Tuesday, March 25, 2014

Merging Margarets (Margaret J. Ramey Osborne Wheatley)

It's been a while since I have had a chance to work on genealogy, but I hope to ramp up my old pastime this year and get a new website online. I've added quite a few tidbits here and there during the years since my last major update and I think it's time to get the new stuff out there.

This week, though, I had a pressing genealogical matter to attend to. Oddly enough, while Tom and I were in Italy earlier this month, we met a couple with the surname of Wheatley (this was an American couple, not an Italian couple). I mentioned that my great-great grandmother's sister, Margaret J. Ramey, had married a Wheatley, and since this couple was from Maryland, I wondered if there was a connection. Mr. Wheatley said he guessed probably not since he was originally from Wise County, Virginia.

Well faint, and fall over dead. Small world, indeed.

Although he wasn't familiar with my GGG Aunt's husband, John W. Wheatley, the Wheatleys are a relatively small family, so I thought I'd have another look at GGG Aunt Margaret's file and see if I could find out more.

A lot of new information has come online since the last time I worked on her documents, so imagine my surprise when I discovered that she was not the "late bloomer" I had assumed when she married John Wheatley at 38 - she was a widow with four children! And just to make the story even better, I had unknowingly duplicated her in my database. She was the Margaret Ramey ("parents unknown") who married my GG-grandfather Jonathan Corder's double-first cousin, Hiram Osborne, in 1854. How is that for a tangled web?

So in other words, double first cousins (Hiram Osborne and Jonathan Corder) married sisters (Margaret J. Ramey and Emily A. Ramey, daughters of Henry Ramey and Prudence Robinette Ramey).

Hello! "Merge documents!"

Hiram Osborne died in the fall of 1865. Although he was a confederate soldier, it is unclear to me whether his death was war-related since it came several months after the end of the war. Relatively little is known of their four children, Andrew J., Emaline, Winfield and Savannah. Savannah was living with her Ramey grandparents in Gladeville in 1880, and later she married Patrick Wells and had one daughter that I can find. Other than that, I have very little on these double-and-triple cousins of mine. If any of their descendants see this post, please provide what information you can.

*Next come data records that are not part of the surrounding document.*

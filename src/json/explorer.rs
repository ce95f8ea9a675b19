//! Field Explorer
//!
//! Search over the leaves of a test-fetched document and selection
//! toggling, as used while configuring a widget.

use crate::json::FlattenedField;
use crate::widget::SelectedField;
use serde_json::Value;

const PREVIEW_LEN: usize = 50;

/// Leaves whose path contains `term`, case-insensitively
///
/// An empty term matches every field.
pub fn search<'a>(fields: &'a [FlattenedField], term: &str) -> Vec<&'a FlattenedField> {
    let needle = term.to_lowercase();
    fields
        .iter()
        .filter(|f| f.path.to_lowercase().contains(&needle))
        .collect()
}

/// Add the field to the selection, or remove it if its path is already selected
///
/// Returns `true` if the field is selected afterwards.
pub fn toggle_field(selected: &mut Vec<SelectedField>, field: SelectedField) -> bool {
    if let Some(pos) = selected.iter().position(|f| f.path == field.path) {
        selected.remove(pos);
        false
    } else {
        selected.push(field);
        true
    }
}

/// Compact JSON of a value, cut to 50 characters with a trailing `...`
pub fn preview(value: &Value) -> String {
    let encoded = value.to_string();
    if encoded.chars().count() > PREVIEW_LEN {
        let cut: String = encoded.chars().take(PREVIEW_LEN).collect();
        format!("{}...", cut)
    } else {
        encoded
    }
}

The upshot of the pressing genealogical matter was that I got distracted from my original Wheatley mission, but I learned that my GGG Aunt Margaret was left a widow with three small children and an infant during the year the unpleasantness between the states came to a close. She remained a widow for nearly 10 years before remarrying to John W. Wheatley on 19 January 1875 in Wise County.

I will be updating a combined Person Sheet for Margaret J. Ramey Osborne Wheatley with additional details this year.